• [HOW TO COMPLETE THIS TASK] From the data below, copy out every line in which the word "clone" occurs.

[Dataset entries]
-*-*-

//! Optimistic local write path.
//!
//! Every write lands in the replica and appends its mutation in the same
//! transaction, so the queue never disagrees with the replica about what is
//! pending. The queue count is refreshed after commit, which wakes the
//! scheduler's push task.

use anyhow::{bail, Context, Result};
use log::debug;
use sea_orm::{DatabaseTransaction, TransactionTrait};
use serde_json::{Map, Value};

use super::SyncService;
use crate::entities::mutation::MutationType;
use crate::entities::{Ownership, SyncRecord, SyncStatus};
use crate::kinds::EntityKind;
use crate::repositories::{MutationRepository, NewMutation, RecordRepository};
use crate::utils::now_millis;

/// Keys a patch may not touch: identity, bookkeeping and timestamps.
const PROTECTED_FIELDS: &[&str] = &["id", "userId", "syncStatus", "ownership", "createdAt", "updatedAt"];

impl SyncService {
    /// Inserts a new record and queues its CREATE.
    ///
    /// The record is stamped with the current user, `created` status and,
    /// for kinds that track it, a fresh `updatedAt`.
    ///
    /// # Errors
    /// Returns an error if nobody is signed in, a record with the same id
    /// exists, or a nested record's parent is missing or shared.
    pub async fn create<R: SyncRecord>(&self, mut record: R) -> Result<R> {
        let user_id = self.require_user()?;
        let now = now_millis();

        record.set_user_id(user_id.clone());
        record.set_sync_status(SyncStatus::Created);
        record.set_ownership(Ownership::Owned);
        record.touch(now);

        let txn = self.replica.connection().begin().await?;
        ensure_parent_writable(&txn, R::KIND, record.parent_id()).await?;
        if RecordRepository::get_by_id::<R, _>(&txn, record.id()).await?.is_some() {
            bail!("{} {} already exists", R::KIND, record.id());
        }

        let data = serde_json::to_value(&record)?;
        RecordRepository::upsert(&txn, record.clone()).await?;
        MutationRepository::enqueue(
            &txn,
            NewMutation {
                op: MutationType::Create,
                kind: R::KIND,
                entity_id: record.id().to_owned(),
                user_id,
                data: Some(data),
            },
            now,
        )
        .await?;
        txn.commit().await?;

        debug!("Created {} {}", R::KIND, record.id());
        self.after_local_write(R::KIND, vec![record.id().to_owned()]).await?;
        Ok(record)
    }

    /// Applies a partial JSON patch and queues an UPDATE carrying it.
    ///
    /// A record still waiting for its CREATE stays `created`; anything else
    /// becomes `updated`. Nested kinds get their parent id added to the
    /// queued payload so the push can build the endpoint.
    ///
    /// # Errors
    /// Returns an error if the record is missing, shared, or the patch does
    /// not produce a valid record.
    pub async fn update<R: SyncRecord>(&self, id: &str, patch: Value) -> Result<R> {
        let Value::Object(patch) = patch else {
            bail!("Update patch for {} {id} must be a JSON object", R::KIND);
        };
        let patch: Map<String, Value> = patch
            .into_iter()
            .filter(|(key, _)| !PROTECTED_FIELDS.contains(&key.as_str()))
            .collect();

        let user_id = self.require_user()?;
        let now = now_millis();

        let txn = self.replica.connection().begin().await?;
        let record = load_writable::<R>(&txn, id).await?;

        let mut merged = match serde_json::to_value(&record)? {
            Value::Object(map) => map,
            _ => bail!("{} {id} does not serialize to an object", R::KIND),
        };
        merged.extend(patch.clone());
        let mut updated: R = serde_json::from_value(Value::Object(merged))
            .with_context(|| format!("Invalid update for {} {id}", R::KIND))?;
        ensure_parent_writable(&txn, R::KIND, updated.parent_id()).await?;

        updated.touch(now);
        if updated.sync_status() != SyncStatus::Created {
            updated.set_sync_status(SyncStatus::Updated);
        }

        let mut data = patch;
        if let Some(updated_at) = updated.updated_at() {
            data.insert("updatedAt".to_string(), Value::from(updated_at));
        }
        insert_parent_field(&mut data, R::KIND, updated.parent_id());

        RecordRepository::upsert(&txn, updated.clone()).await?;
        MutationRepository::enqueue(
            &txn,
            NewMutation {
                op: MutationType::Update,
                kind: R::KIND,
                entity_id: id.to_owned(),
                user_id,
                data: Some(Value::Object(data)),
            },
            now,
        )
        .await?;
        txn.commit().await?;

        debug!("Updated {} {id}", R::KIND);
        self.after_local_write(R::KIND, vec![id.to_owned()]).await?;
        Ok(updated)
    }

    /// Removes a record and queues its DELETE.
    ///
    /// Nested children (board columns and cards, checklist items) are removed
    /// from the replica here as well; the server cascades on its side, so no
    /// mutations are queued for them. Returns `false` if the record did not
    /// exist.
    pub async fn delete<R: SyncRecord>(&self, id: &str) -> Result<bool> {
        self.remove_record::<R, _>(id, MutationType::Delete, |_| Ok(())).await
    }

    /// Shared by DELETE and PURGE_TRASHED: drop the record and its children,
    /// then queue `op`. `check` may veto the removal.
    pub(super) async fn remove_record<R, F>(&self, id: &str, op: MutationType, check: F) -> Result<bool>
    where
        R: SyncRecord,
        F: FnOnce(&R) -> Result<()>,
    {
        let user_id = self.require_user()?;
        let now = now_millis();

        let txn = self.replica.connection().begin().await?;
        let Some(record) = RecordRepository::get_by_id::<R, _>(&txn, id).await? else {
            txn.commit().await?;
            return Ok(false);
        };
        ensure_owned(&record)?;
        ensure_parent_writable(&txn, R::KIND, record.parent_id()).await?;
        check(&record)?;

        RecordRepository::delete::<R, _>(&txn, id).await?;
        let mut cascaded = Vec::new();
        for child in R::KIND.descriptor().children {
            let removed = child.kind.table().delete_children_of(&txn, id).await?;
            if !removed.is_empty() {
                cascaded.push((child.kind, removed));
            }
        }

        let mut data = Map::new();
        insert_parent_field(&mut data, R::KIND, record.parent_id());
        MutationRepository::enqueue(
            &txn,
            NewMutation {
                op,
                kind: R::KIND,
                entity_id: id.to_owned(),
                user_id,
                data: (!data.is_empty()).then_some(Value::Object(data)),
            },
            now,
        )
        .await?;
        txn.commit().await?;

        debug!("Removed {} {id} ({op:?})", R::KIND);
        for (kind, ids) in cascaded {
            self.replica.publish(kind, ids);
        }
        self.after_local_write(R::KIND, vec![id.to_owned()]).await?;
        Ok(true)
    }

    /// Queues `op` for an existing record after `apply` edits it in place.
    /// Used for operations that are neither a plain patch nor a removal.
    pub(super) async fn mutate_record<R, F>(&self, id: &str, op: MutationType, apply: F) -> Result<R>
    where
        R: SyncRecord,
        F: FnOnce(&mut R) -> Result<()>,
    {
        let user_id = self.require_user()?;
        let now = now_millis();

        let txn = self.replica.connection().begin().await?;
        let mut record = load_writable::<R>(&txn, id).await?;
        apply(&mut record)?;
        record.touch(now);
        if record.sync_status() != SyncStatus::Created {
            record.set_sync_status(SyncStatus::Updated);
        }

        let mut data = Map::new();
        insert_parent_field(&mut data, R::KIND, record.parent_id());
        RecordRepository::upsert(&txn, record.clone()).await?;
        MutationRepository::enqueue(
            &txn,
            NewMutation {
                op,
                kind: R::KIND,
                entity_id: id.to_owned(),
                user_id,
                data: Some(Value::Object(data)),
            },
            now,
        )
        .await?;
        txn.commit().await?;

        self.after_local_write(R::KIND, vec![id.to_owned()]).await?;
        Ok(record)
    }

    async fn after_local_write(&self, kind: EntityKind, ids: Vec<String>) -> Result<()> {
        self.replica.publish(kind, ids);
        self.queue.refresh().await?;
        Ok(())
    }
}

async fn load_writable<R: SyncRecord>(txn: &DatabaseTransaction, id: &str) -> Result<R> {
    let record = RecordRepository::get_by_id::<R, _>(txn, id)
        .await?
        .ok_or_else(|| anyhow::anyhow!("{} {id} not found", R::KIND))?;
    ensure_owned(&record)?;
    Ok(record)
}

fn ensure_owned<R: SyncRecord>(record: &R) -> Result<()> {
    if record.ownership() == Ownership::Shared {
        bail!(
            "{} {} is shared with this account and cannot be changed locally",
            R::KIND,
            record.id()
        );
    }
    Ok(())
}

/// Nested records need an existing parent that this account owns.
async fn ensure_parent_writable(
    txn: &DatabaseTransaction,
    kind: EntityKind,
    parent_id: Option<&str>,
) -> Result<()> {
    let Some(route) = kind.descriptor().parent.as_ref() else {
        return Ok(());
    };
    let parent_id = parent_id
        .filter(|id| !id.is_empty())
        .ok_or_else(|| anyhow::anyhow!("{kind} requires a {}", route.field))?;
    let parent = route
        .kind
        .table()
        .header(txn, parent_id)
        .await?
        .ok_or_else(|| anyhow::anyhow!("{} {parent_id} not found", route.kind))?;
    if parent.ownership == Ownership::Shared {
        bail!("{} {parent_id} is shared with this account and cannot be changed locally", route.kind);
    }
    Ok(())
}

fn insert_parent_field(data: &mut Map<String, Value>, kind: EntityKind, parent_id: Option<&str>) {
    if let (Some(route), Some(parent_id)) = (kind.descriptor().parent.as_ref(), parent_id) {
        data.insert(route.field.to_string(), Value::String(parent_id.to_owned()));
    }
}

-*-*-

• [EXPECTED OUTPUT]
        record.set_user_id(user_id.clone());
        RecordRepository::upsert(&txn, record.clone()).await?;
        merged.extend(patch.clone());
        RecordRepository::upsert(&txn, updated.clone()).await?;
        RecordRepository::upsert(&txn, record.clone()).await?;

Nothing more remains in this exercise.